Plus, apparently she still remembers how to speak Elvish from her days working on Lord of the Rings because upon request, she busted out with some. Pretty cool. Even though Bertino was a first-time director, he either has a great deal of talent or he had a lot of help (maybe both) because at least from this footage, he looks like he knows what he's doing. The sequence involved the people stalking the couple's first appearance and Tyler's reaction and then another sequence showed the couple fighting to keep a stranger from bashing down their front door with an axe.
Pretty gritty and exciting stuff made all-the-more-realistic by the excellent acting work of Tyler and Speedman. The final clip was the trailer which again showcased the look of the film as well as gave away a few more bits of the plot -- including a quick cut of Tyler, covered in blood, crawling across the floor. A good trailer is not always an indicator of a good film but in this case, I hope it is because this movie looks pretty awesome.

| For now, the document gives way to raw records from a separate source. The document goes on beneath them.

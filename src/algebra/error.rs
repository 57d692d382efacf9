//! Error types for loading and applying a projection.

use thiserror::Error;

use super::calculation::CalculationError;
use crate::calculus::CalculusError;

/// Errors surfaced by [`Projection`](super::projection::Projection).
#[derive(Debug, Error)]
pub enum ProjectionError {
    /// A formula failed to compile; the whole load is aborted.
    ///
    /// `index` is 1-based, matching how formulas are numbered in
    /// configuration files.
    #[error("formula #{index} is unparsable: '{formula}'")]
    InvalidFormula {
        /// 1-based position in the formula list
        index: usize,
        /// The offending formula text
        formula: String,
        /// Compiler diagnosis
        #[source]
        source: CalculusError,
    },

    /// A rule failed while transforming a spelling.
    #[error("calculation #{round} failed on '{key}'")]
    Calculation {
        /// 1-based round (= rule position)
        round: usize,
        /// Key (or string) being transformed
        key: String,
        /// Rule diagnosis
        #[source]
        source: CalculationError,
    },

    /// The worker pool could not be created.
    #[error("failed to build worker pool")]
    ThreadPool(#[from] rayon::ThreadPoolBuildError),
}

/// A specialized `Result` type for projection operations.
pub type Result<T> = std::result::Result<T, ProjectionError>;
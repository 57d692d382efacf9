//! Spelling value types.
//!
//! A [`Spelling`] is one textual variant recorded under a syllable key,
//! together with its [`SpellingProperties`]: a reliability ordinal
//! ([`SpellingType`]), a credibility weight and an optional annotation.

use std::fmt;

/// Reliability ordinal of a spelling variant.
///
/// The order is load-bearing: lower values are more canonical. Merging keeps
/// the *least* canonical type of a combined entry and the *most* canonical
/// type when two contributors collide.
#[derive(Debug, Clone, Copy, PartialEq, Eq, PartialOrd, Ord, Hash, Default)]
pub enum SpellingType {
    /// Canonical spelling of the syllable
    #[default]
    Normal,
    /// Shortened form (e.g. initials only)
    Abbreviation,
    /// Prefix completion of a longer spelling
    Completion,
    /// Fuzzy or otherwise ambiguous variant
    Ambiguous,
    /// Spelling that must not be offered
    Invalid,
}

impl SpellingType {
    /// Symbols used by the dictionary dump, indexed by ordinal.
    pub const SYMBOLS: [char; 5] = ['-', 'a', 'c', '?', '!'];

    /// All types in ascending order.
    pub const ALL: [SpellingType; 5] = [
        SpellingType::Normal,
        SpellingType::Abbreviation,
        SpellingType::Completion,
        SpellingType::Ambiguous,
        SpellingType::Invalid,
    ];

    /// Numeric ordinal (0 = canonical).
    #[inline]
    pub fn ordinal(self) -> usize {
        self as usize
    }

    /// Single-character dump symbol.
    #[inline]
    pub fn symbol(self) -> char {
        Self::SYMBOLS[self.ordinal()]
    }

    /// Inverse of [`symbol`](Self::symbol).
    pub fn from_symbol(symbol: char) -> Option<Self> {
        Self::SYMBOLS
            .iter()
            .position(|&c| c == symbol)
            .map(|i| Self::ALL[i])
    }
}

impl fmt::Display for SpellingType {
    fn fmt(&self, f: &mut fmt::Formatter<'_>) -> fmt::Result {
        write!(f, "{}", self.symbol())
    }
}

/// Reliability metadata attached to a spelling.
///
/// The default value (`Normal`, `0.0`, no tips) is the identity of the merge
/// algebra.
#[derive(Debug, Clone, PartialEq, Default)]
pub struct SpellingProperties {
    /// Reliability ordinal
    pub kind: SpellingType,
    /// Accumulated confidence weight
    pub credibility: f64,
    /// Annotation text, empty when absent
    pub tips: String,
}

impl SpellingProperties {
    /// Create properties with the given type and credibility and no tips.
    pub fn new(kind: SpellingType, credibility: f64) -> Self {
        Self {
            kind,
            credibility,
            tips: String::new(),
        }
    }

    /// Builder-style setter for the annotation.
    pub fn with_tips(mut self, tips: impl Into<String>) -> Self {
        self.tips = tips.into();
        self
    }

    /// Fold batch properties into a source entry's properties.
    ///
    /// The less canonical type wins, credibilities add up, and non-empty
    /// batch tips replace the entry's own.
    pub(crate) fn combine(&mut self, batch: &SpellingProperties) {
        self.kind = self.kind.max(batch.kind);
        self.credibility += batch.credibility;
        if !batch.tips.is_empty() {
            self.tips.clone_from(&batch.tips);
        }
    }

    /// Reconcile a colliding contribution into an existing entry.
    ///
    /// Tips are cleared unconditionally so the outcome does not depend on
    /// which contributor arrived first.
    pub(crate) fn reconcile(&mut self, other: &SpellingProperties) {
        self.kind = self.kind.min(other.kind);
        if other.credibility > self.credibility {
            self.credibility = other.credibility;
        }
        self.tips.clear();
    }
}

/// One textual variant recorded under a syllable key.
///
/// Equality is defined on `text` only; two spellings with the same text but
/// different properties are the same entry as far as deduplication goes.
#[derive(Debug, Clone, Default)]
pub struct Spelling {
    /// Spelling text
    pub text: String,
    /// Reliability metadata
    pub properties: SpellingProperties,
}

impl Spelling {
    /// A canonical spelling with default properties.
    pub fn new(text: impl Into<String>) -> Self {
        Self {
            text: text.into(),
            properties: SpellingProperties::default(),
        }
    }

    /// A spelling with explicit properties.
    pub fn with_properties(text: impl Into<String>, properties: SpellingProperties) -> Self {
        Self {
            text: text.into(),
            properties,
        }
    }

    /// Exact comparison of text *and* properties.
    ///
    /// Use this in tests and equivalence checks; `==` only looks at text.
    pub fn same_as(&self, other: &Spelling) -> bool {
        self.text == other.text
            && self.properties.kind == other.properties.kind
            && self.properties.credibility.to_bits() == other.properties.credibility.to_bits()
            && self.properties.tips == other.properties.tips
    }
}

impl PartialEq for Spelling {
    fn eq(&self, other: &Self) -> bool {
        self.text == other.text
    }
}

impl Eq for Spelling {}

impl From<&str> for Spelling {
    fn from(text: &str) -> Self {
        Spelling::new(text)
    }
}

Finally from Rogue/Focus was director Neil Marshall to discuss his film Doomsday, as story which, according to the director "was influenced by all the movies I loved growing up. Things like Escape from New York and The Warriors, stuff like that." When he came out I felt a little bad for Marshall because he was alone on stage for some reason. But he still managed to carry it off and didn't look too nervous at all Or, he's a pretty good actor himself. Either way, as usual, they went to the footage pretty quickly -- featuring narration by Malcom McDowell, who co-stars in the film.
Watching the footage, I was struck by just how much Marshall was influenced by other movies and Escape from New York in particular. You may as well start referring to Doomsday as Escape from Scotland because watching this was almost like watching a trailer for that movie. It could be because I've seen Escape from New York about a hundred times, but I'm pretty sure there were a few pieces that were shot-for-shot taken from that film. Fortunately, it didn't really bother me and the trailer, in spite of its obvious influences, still looks pretty great, scary and most-likely means the film is a fitting next chapter for the guy who made Dog Soldiers -- the best low-budget horror film where soldiers battle werewolves ever made.
After the clip, Marshall was asked a few questions including his influences for such strong female characters in his films, to which Marshall replied that it was his "Mom and sister" that mostly were the reason he writes strong females. Next, Marshall was asked if anyone from his previous films was going to be in this film? "Definitely," said Marshall. "Its great to work with mates because you know they can get the job done."
Then, a fan asked the question I was going to ask and wanted to know if he would ever be doing a Dog Soldiers 2, to which Marchall answered "I don't own that so probably not. I had to sell the rights to make the film so if there is a sequel it won't up to me." Bummer. Finally, Marshall was asked to describe his film Doomsday. "Its a raw, in your face adult-oriented action movie where we try to keep it real. Its a movie like Walter Hill used to make."